Assume a profit for Low Ltd for the year ended 30 June 2014 of $35,000 and no other changes in Low Ltd's equity since the acquisition date.
During the 2018-2019 period, Low Ltd sold inventory to High Ltd for $14,000. This inventory had cost Low Ltd $9,000. At 30 June 2019, one-fifth of this inventory still remained in High Ltd.
Required:
1.Determine the gain on bargain purchase or goodwill as at acquisition date using the full goodwill method. Assume the fair value of the Non-controlling interest at 1 July 2013 was $77,100.(3 marks)
2.Determine the gain on bargain purchase or goodwill as at acquisition date using the partial goodwill method.(2 marks)

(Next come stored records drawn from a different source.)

// Copyright 2025 The Shelf Authors.
//
// Licensed under the Apache License, Version 2.0 (the "License");
// you may not use this file except in compliance with the License.
// You may obtain a copy of the License at
//
//     http://www.apache.org/licenses/LICENSE-2.0
//
// Unless required by applicable law or agreed to in writing, software
// distributed under the License is distributed on an "AS IS" BASIS,
// WITHOUT WARRANTIES OR CONDITIONS OF ANY KIND, either express or implied.
// See the License for the specific language governing permissions and
// limitations under the License.

//! Request handlers with OpenAPI documentation.
//!
//! One handler per (method, path) pair in the route table. Handlers stay
//! thin: argument parsing and representation choice happen here, the
//! validate-mutate-persist cycle lives in the collection manager.

use std::sync::Arc;

use axum::extract::{Extension, Multipart, Path, Query};
use axum::http::{header, StatusCode};
use axum::response::{IntoResponse, Response};
use axum::Json;
use serde::Deserialize;
use serde_json::Value;

use super::error::{ApiError, ErrorBody};
use super::responses::{self, AcceptFormat, CollectionListItem, HealthResponse};
use crate::collection::CollectionManager;
use crate::registry::CollectionRegistry;
use crate::schema::Record;
use crate::uploads::AttachmentStore;

/// Pagination arguments, taken raw so that non-integer values produce the
/// documented validation error instead of a bare rejection.
#[derive(Debug, Default, Deserialize)]
pub struct PaginationQuery {
    pub page: Option<String>,
    pub size: Option<String>,
}

const DEFAULT_PAGE_SIZE: usize = 10;

fn parse_pagination(query: &PaginationQuery) -> Result<(usize, usize), ApiError> {
    let parse = |raw: &Option<String>, default: i64| -> Result<i64, ApiError> {
        match raw {
            None => Ok(default),
            Some(s) => s
                .parse::<i64>()
                .map_err(|_| ApiError::Validation("page/size must be integers".to_string())),
        }
    };

    let page = parse(&query.page, 1)?;
    let size = parse(&query.size, DEFAULT_PAGE_SIZE as i64)?;
    if page < 1 || size < 1 {
        return Err(ApiError::Validation(
            "page/size must be more than 0".to_string(),
        ));
    }
    Ok((page as usize, size as usize))
}

fn lookup(
    registry: &CollectionRegistry,
    collection: &str,
) -> Result<Arc<CollectionManager>, ApiError> {
    registry
        .get(collection)
        .ok_or_else(|| ApiError::NotFound(format!("collection '{collection}' not found")))
}

fn require_object(body: Value) -> Result<Record, ApiError> {
    body.as_object()
        .cloned()
        .ok_or_else(|| ApiError::Validation("request body must be a JSON object".to_string()))
}

/// Check server health
#[utoipa::path(
    get,
    path = "/health",
    responses(
        (status = 200, description = "Server is healthy", body = HealthResponse),
    ),
    tag = "Health"
)]
pub async fn health_check() -> Json<HealthResponse> {
    Json(HealthResponse {
        status: "ok".to_string(),
        timestamp: chrono::Utc::now(),
    })
}

/// List the collections this server manages
#[utoipa::path(
    get,
    path = "/api/collections",
    responses(
        (status = 200, description = "Collection names and record counts", body = [CollectionListItem]),
    ),
    tag = "Collections"
)]
pub async fn list_collections(
    Extension(registry): Extension<CollectionRegistry>,
) -> Json<Vec<CollectionListItem>> {
    let mut items = Vec::new();
    for (name, manager) in registry.list() {
        items.push(CollectionListItem {
            name,
            entity: manager.schema().entity.to_string(),
            count: manager.count().await,
        });
    }
    Json(items)
}

/// List records, paginated
///
/// Returns the requested page slice in collection order. Out-of-range pages
/// return an empty sequence, not an error.
#[utoipa::path(
    get,
    path = "/api/{collection}",
    params(
        ("collection" = String, Path, description = "Collection name"),
        ("page" = Option<u64>, Query, description = "Page number, 1-based (default 1)"),
        ("size" = Option<u64>, Query, description = "Page size (default 10)")
    ),
    responses(
        (status = 200, description = "One page of records"),
        (status = 400, description = "Invalid pagination arguments", body = ErrorBody),
        (status = 404, description = "Unknown collection", body = ErrorBody),
        (status = 406, description = "Unsupported Accept value"),
    ),
    tag = "Records"
)]
pub async fn list_records(
    Extension(registry): Extension<CollectionRegistry>,
    Path(collection): Path<String>,
    Query(query): Query<PaginationQuery>,
    format: AcceptFormat,
) -> Result<Response, ApiError> {
    let manager = lookup(&registry, &collection)?;
    let (page, size) = parse_pagination(&query)?;
    let records = manager.list(page, size).await;
    Ok(responses::many_records(
        format,
        manager.schema(),
        &collection,
        &records,
    ))
}

/// Get one record by id
#[utoipa::path(
    get,
    path = "/api/{collection}/{id}",
    params(
        ("collection" = String, Path, description = "Collection name"),
        ("id" = String, Path, description = "Record id")
    ),
    responses(
        (status = 200, description = "Record found"),
        (status = 404, description = "Record or collection not found", body = ErrorBody),
        (status = 406, description = "Unsupported Accept value"),
    ),
    tag = "Records"
)]
pub async fn get_record(
    Extension(registry): Extension<CollectionRegistry>,
    Path((collection, id)): Path<(String, String)>,
    format: AcceptFormat,
) -> Result<Response, ApiError> {
    let manager = lookup(&registry, &collection)?;
    let record = manager.get(&id).await?;
    Ok(responses::one_record(
        format,
        manager.schema(),
        &collection,
        &record,
        StatusCode::OK,
    ))
}

/// Create a record
///
/// The body is validated (required fields, declared formats, unique fields)
/// and projected onto the schema's whitelist; client-supplied `id` values are
/// dropped and a fresh identity is assigned.
#[utoipa::path(
    post,
    path = "/api/{collection}",
    params(
        ("collection" = String, Path, description = "Collection name")
    ),
    responses(
        (status = 201, description = "Record created, returned with its assigned id"),
        (status = 400, description = "Validation failure", body = ErrorBody),
        (status = 404, description = "Unknown collection", body = ErrorBody),
        (status = 409, description = "Unique-field duplicate", body = ErrorBody),
    ),
    tag = "Records"
)]
pub async fn create_record(
    Extension(registry): Extension<CollectionRegistry>,
    Path(collection): Path<String>,
    Json(body): Json<Value>,
) -> Result<Response, ApiError> {
    let manager = lookup(&registry, &collection)?;
    let created = manager.create(require_object(body)?).await?;
    let presented = responses::present(manager.schema(), &collection, &created);
    Ok((StatusCode::CREATED, Json(Value::Object(presented))).into_response())
}

/// Replace a record
///
/// Every mutable field is set from the body; fields absent from the body are
/// cleared. The identity is immutable.
#[utoipa::path(
    put,
    path = "/api/{collection}/{id}",
    params(
        ("collection" = String, Path, description = "Collection name"),
        ("id" = String, Path, description = "Record id")
    ),
    responses(
        (status = 200, description = "Record replaced"),
        (status = 404, description = "Record or collection not found", body = ErrorBody),
        (status = 409, description = "Unique-field duplicate", body = ErrorBody),
    ),
    tag = "Records"
)]
pub async fn update_record(
    Extension(registry): Extension<CollectionRegistry>,
    Path((collection, id)): Path<(String, String)>,
    Json(body): Json<Value>,
) -> Result<Json<Value>, ApiError> {
    let manager = lookup(&registry, &collection)?;
    let updated = manager.update(&id, require_object(body)?).await?;
    let presented = responses::present(manager.schema(), &collection, &updated);
    Ok(Json(Value::Object(presented)))
}

/// Partially update a record
///
/// Only fields present and non-null in the body are overwritten.
#[utoipa::path(
    patch,
    path = "/api/{collection}/{id}",
    params(
        ("collection" = String, Path, description = "Collection name"),
        ("id" = String, Path, description = "Record id")
    ),
    responses(
        (status = 200, description = "Record updated"),
        (status = 404, description = "Record or collection not found", body = ErrorBody),
        (status = 409, description = "Unique-field duplicate", body = ErrorBody),
    ),
    tag = "Records"
)]
pub async fn patch_record(
    Extension(registry): Extension<CollectionRegistry>,
    Path((collection, id)): Path<(String, String)>,
    Json(body): Json<Value>,
) -> Result<Json<Value>, ApiError> {
    let manager = lookup(&registry, &collection)?;
    let patched = manager.patch(&id, require_object(body)?).await?;
    let presented = responses::present(manager.schema(), &collection, &patched);
    Ok(Json(Value::Object(presented)))
}

/// Delete a record
///
/// Removes the record and releases any photo attachment it owned. The id is
/// never reassigned.
#[utoipa::path(
    delete,
    path = "/api/{collection}/{id}",
    params(
        ("collection" = String, Path, description = "Collection name"),
        ("id" = String, Path, description = "Record id")
    ),
    responses(
        (status = 204, description = "Record deleted"),
        (status = 404, description = "Record or collection not found", body = ErrorBody),
    ),
    tag = "Records"
)]
pub async fn delete_record(
    Extension(registry): Extension<CollectionRegistry>,
    Extension(attachments): Extension<AttachmentStore>,
    Path((collection, id)): Path<(String, String)>,
) -> Result<StatusCode, ApiError> {
    let manager = lookup(&registry, &collection)?;
    let removed = manager.delete(&id).await?;

    if let Some(stored) = removed
        .get(crate::schema::ATTACHMENT_FIELD)
        .and_then(Value::as_str)
    {
        attachments.remove(stored);
    }
    Ok(StatusCode::NO_CONTENT)
}

/// Upload or replace a record's photo
///
/// Multipart form with a single `photo` file field (png, jpg, jpeg or gif,
/// at most 2 MiB). A replaced photo's previous file is released.
#[utoipa::path(
    put,
    path = "/api/{collection}/{id}/photo",
    params(
        ("collection" = String, Path, description = "Collection name"),
        ("id" = String, Path, description = "Record id")
    ),
    request_body(content = String, content_type = "multipart/form-data"),
    responses(
        (status = 200, description = "Photo stored, record returned"),
        (status = 400, description = "Missing, oversized, or disallowed file", body = ErrorBody),
        (status = 404, description = "Record or collection not found", body = ErrorBody),
    ),
    tag = "Photos"
)]
pub async fn upload_photo(
    Extension(registry): Extension<CollectionRegistry>,
    Extension(attachments): Extension<AttachmentStore>,
    Path((collection, id)): Path<(String, String)>,
    mut multipart: Multipart,
) -> Result<Json<Value>, ApiError> {
    let manager = lookup(&registry, &collection)?;
    if !manager.schema().attachments {
        return Err(ApiError::Validation(format!(
            "collection '{collection}' does not support photo attachments"
        )));
    }
    // resolve the record before accepting the upload
    manager.get(&id).await?;

    let mut upload: Option<(String, Vec<u8>)> = None;
    while let Some(field) = multipart
        .next_field()
        .await
        .map_err(|e| ApiError::Validation(format!("malformed multipart body: {e}")))?
    {
        if field.name() == Some("photo") {
            let file_name = field
                .file_name()
                .map(String::from)
                .ok_or_else(|| ApiError::Validation("photo field must be a file".to_string()))?;
            let bytes = field
                .bytes()
                .await
                .map_err(|e| ApiError::Validation(format!("failed to read upload: {e}")))?;
            upload = Some((file_name, bytes.to_vec()));
        }
    }
    let (file_name, bytes) =
        upload.ok_or_else(|| ApiError::Validation("multipart field 'photo' is required".to_string()))?;

    let stored = attachments.save(&file_name, &bytes)?;
    let previous = match manager.set_attachment(&id, Some(stored.clone())).await {
        Ok(previous) => previous,
        Err(e) => {
            // record vanished or flush failed; do not leave the new file behind
            attachments.remove(&stored);
            return Err(e.into());
        }
    };
    if let Some(old) = previous {
        attachments.remove(&old);
    }

    let record = manager.get(&id).await?;
    let presented = responses::present(manager.schema(), &collection, &record);
    Ok(Json(Value::Object(presented)))
}

/// Download a record's photo
#[utoipa::path(
    get,
    path = "/api/{collection}/{id}/photo",
    params(
        ("collection" = String, Path, description = "Collection name"),
        ("id" = String, Path, description = "Record id")
    ),
    responses(
        (status = 200, description = "Photo bytes"),
        (status = 404, description = "Record, collection, or photo not found", body = ErrorBody),
    ),
    tag = "Photos"
)]
pub async fn get_photo(
    Extension(registry): Extension<CollectionRegistry>,
    Extension(attachments): Extension<AttachmentStore>,
    Path((collection, id)): Path<(String, String)>,
) -> Result<Response, ApiError> {
    let manager = lookup(&registry, &collection)?;
    let entity = manager.schema().entity;
    let stored = manager
        .attachment(&id)
        .await?
        .ok_or_else(|| ApiError::NotFound(format!("no photo found for this {entity}")))?;

    let (bytes, content_type) = attachments.read(&stored).map_err(|e| match e {
        crate::uploads::UploadError::Io(ref io) if io.kind() == std::io::ErrorKind::NotFound => {
            ApiError::NotFound(format!("no photo found for this {entity}"))
        }
        other => other.into(),
    })?;

    Ok(([(header::CONTENT_TYPE, content_type)], bytes).into_response())
}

3.Prepare the consolidation journal entries for High Ltd using the partial goodwill method at 1 July 2013, immediately after acquisition.(4 marks)
4.Prepare the consolidation journal entries for High Ltd using the partial goodwill method at 30 June 2014.(6 marks)
5.Prepare the consolidation journal entries for High Ltd using the partial goodwill method at 30 June 2019.(8 marks)
Note:Your consolidation journal entries for Required 5 should be prepared in the following format:
(a) Business combination valuation entries at 30 June 2019
(b) Pre-acquisition entries at 30 June 2019
(c) NCI share of equity at 1 July 2013
(d) NCI share of equity changes from 1 July 2013 to 30 June 2018
(e) NCI share of equity changes from 1 July 2018 to 30 June 2019
(f) Intragroup transaction adjustments required as at 30 June 2019
6.Prepare the consolidation worksheet for the preparation of the consolidated financial statements as at 30 June 2019.(6 marks)
7.Prepare the following financial statements as at 30 June 2019:(6 marks)
a)Consolidated statement of profit or loss and other comprehensive income;
b)Consolidated Statement of financial position;
c)Consolidated Statement of changes in equity.